# This fool doesn't know when to quit.



## Real Old Man (Aug 17, 2015)

Jill Stein asks Loretta Lynch to probe US election system | Washington Examiner

The machines had to be wrong for us to lose. Doesn't matter that all the precincts in Detroit ended up with more votes than voters on the rolls


----------



## Oddcaliber (Feb 17, 2014)

Give them enough rope and they'll hang themselves!


----------



## Denton (Sep 18, 2012)

Putin is right. Sore losers.


----------



## lauras2u (Dec 19, 2016)

I find it funny you all would assume those ballots in detroit were cast for Hillary. All the extra ballots in wisconsin were for trump. I hope they do get those new machines but someone needs to look into what happened in detroit.


----------



## Denton (Sep 18, 2012)

lauras2u said:


> I find it funny you all would assume those ballots in detroit were cast for Hillary. All the extra ballots in wisconsin were for trump. I hope they do get those new machines but someone needs to look into what happened in detroit.
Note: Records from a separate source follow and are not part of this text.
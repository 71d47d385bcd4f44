use std::{fmt, str::FromStr};

use chrono::NaiveDate;
use serde::{Deserialize, Serialize};
use thiserror::Error;

macro_rules! id_newtype {
    ($name:ident) => {
        #[derive(Debug, Clone, Copy, PartialEq, Eq, Hash, PartialOrd, Ord, Serialize, Deserialize)]
        #[serde(transparent)]
        pub struct $name(pub i64);

        impl fmt::Display for $name {
            fn fmt(&self, f: &mut fmt::Formatter<'_>) -> fmt::Result {
                write!(f, "{}", self.0)
            }
        }
    };
}

id_newtype!(MovieId);

/// Curated movie lists maintained from the admin back-office.
#[derive(Debug, Clone, Copy, PartialEq, Eq, Hash, Serialize, Deserialize)]
#[serde(rename_all = "snake_case")]
pub enum CollectionKind {
    Spotlight,
    Trending,
}

impl CollectionKind {
    pub const ALL: [CollectionKind; 2] = [CollectionKind::Spotlight, CollectionKind::Trending];

    pub fn as_str(self) -> &'static str {
        match self {
            CollectionKind::Spotlight => "spotlight",
            CollectionKind::Trending => "trending",
        }
    }
}

impl fmt::Display for CollectionKind {
    fn fmt(&self, f: &mut fmt::Formatter<'_>) -> fmt::Result {
        f.write_str(self.as_str())
    }
}

#[derive(Debug, Clone, PartialEq, Eq, Error)]
#[error("unknown collection '{0}', expected 'spotlight' or 'trending'")]
pub struct UnknownCollection(pub String);

impl FromStr for CollectionKind {
    type Err = UnknownCollection;

    fn from_str(raw: &str) -> Result<Self, Self::Err> {
        match raw.trim().to_ascii_lowercase().as_str() {
            "spotlight" => Ok(CollectionKind::Spotlight),
            "trending" => Ok(CollectionKind::Trending),
            _ => Err(UnknownCollection(raw.to_string())),
        }
    }
}

#[derive(Debug, Clone, Copy, Default, PartialEq, Eq, Hash, Serialize, Deserialize)]
#[serde(rename_all = "snake_case")]
pub enum SortDirection {
    #[default]
    Ascending,
    Descending,
}

impl SortDirection {
    pub fn toggled(self) -> Self {
        match self {
            SortDirection::Ascending => SortDirection::Descending,
            SortDirection::Descending => SortDirection::Ascending,
        }
    }
}

/// Columns a movie table can be sorted by.
#[derive(Debug, Clone, Copy, PartialEq, Eq, Hash, Serialize, Deserialize)]
#[serde(rename_all = "snake_case")]
pub enum MovieSortField {
    Title,
    ReleaseDate,
    Duration,
}

#[derive(Debug, Clone, PartialEq, Serialize, Deserialize)]
pub struct MovieSummary {
    pub movie_id: MovieId,
    pub title: String,
    #[serde(default, skip_serializing_if = "Option::is_none")]
    pub genre: Option<String>,
    pub duration_minutes: i64,
    #[serde(default, skip_serializing_if = "Option::is_none")]
    pub release_date: Option<NaiveDate>,
}

#[derive(Debug, Clone, PartialEq, Serialize, Deserialize)]
pub struct NewMovie {
    pub title: String,
    #[serde(default, skip_serializing_if = "Option::is_none")]
    pub genre: Option<String>,
    pub duration_minutes: i64,
    #[serde(default, skip_serializing_if = "Option::is_none")]
    pub release_date: Option<NaiveDate>,
}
It has something to do with the two, previous elections


----------



## Real Old Man (Aug 17, 2015)

lauras2u said:


> I find it funny you all would assume those ballots in detroit were cast for Hillary. All the extra ballots in wisconsin were for trump. I hope they do get those new machines but someone needs to look into what happened in detroit.
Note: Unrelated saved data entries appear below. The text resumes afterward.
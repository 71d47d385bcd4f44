use std::fmt;

use serde::{Deserialize, Serialize};

#[derive(Debug, Clone, Copy, PartialEq, Eq, Serialize, Deserialize)]
#[serde(rename_all = "snake_case")]
pub enum ErrorCode {
    NotFound,
    Validation,
    Internal,
}

/// Error body returned by every failing endpoint.
#[derive(Debug, Clone, PartialEq, Eq, Serialize, Deserialize)]
pub struct ApiError {
    pub code: ErrorCode,
    pub message: String,
}

impl ApiError {
    pub fn new(code: ErrorCode, message: impl Into<String>) -> Self {
        Self {
            code,
            message: message.into(),
        }
    }

    pub fn validation(message: impl Into<String>) -> Self {
        Self::new(ErrorCode::Validation, message)
    }

    pub fn not_found(message: impl Into<String>) -> Self {
        Self::new(ErrorCode::NotFound, message)
    }
}

impl fmt::Display for ApiError {
    fn fmt(&self, f: &mut fmt::Formatter<'_>) -> fmt::Result {
        write!(f, "{:?}: {}", self.code, self.message)
    }
}

impl std::error::Error for ApiError {}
You aren't very well read are you. 68 percent of Wayne county voted for hillary.

And Detroit (the county seat) is where more folks cast ballots than were on the registers.


----------



## inceptor (Nov 19, 2012)

lauras2u said:


> I find it funny you all would assume those ballots in detroit were cast for Hillary. All the extra ballots in wisconsin were for trump. I hope they do get those new machines but someone needs to look into what happened in detroit.


Nobody voted for Trump, it was all the Russians. Oh, and they hacked the paper ballots too.


----------



## Moonshinedave (Mar 28, 2013)

It's called keeping your name and face in the public eye. Let's not forget all the millions her delusional supporters give to her. What is it about a fool and their money?


----------



## Illini Warrior (Jan 24, 2015)

the DOJ will be deserted between the beginning of January until Trump takes over - plenty of lawyers have already moved on to new jobs - whatever they were working on is DOA


----------



## Maine-Marine (Mar 7, 2014)

Would "They" be so stupid as to try and VOID the election


----------



## Real Old Man (Aug 17, 2015)

Maine-Marine said:


> Would "They" be so stupid as to try and VOID the election


Never think these folks are stupid! Coniving,evil , greedy, sneeky, but never stupid.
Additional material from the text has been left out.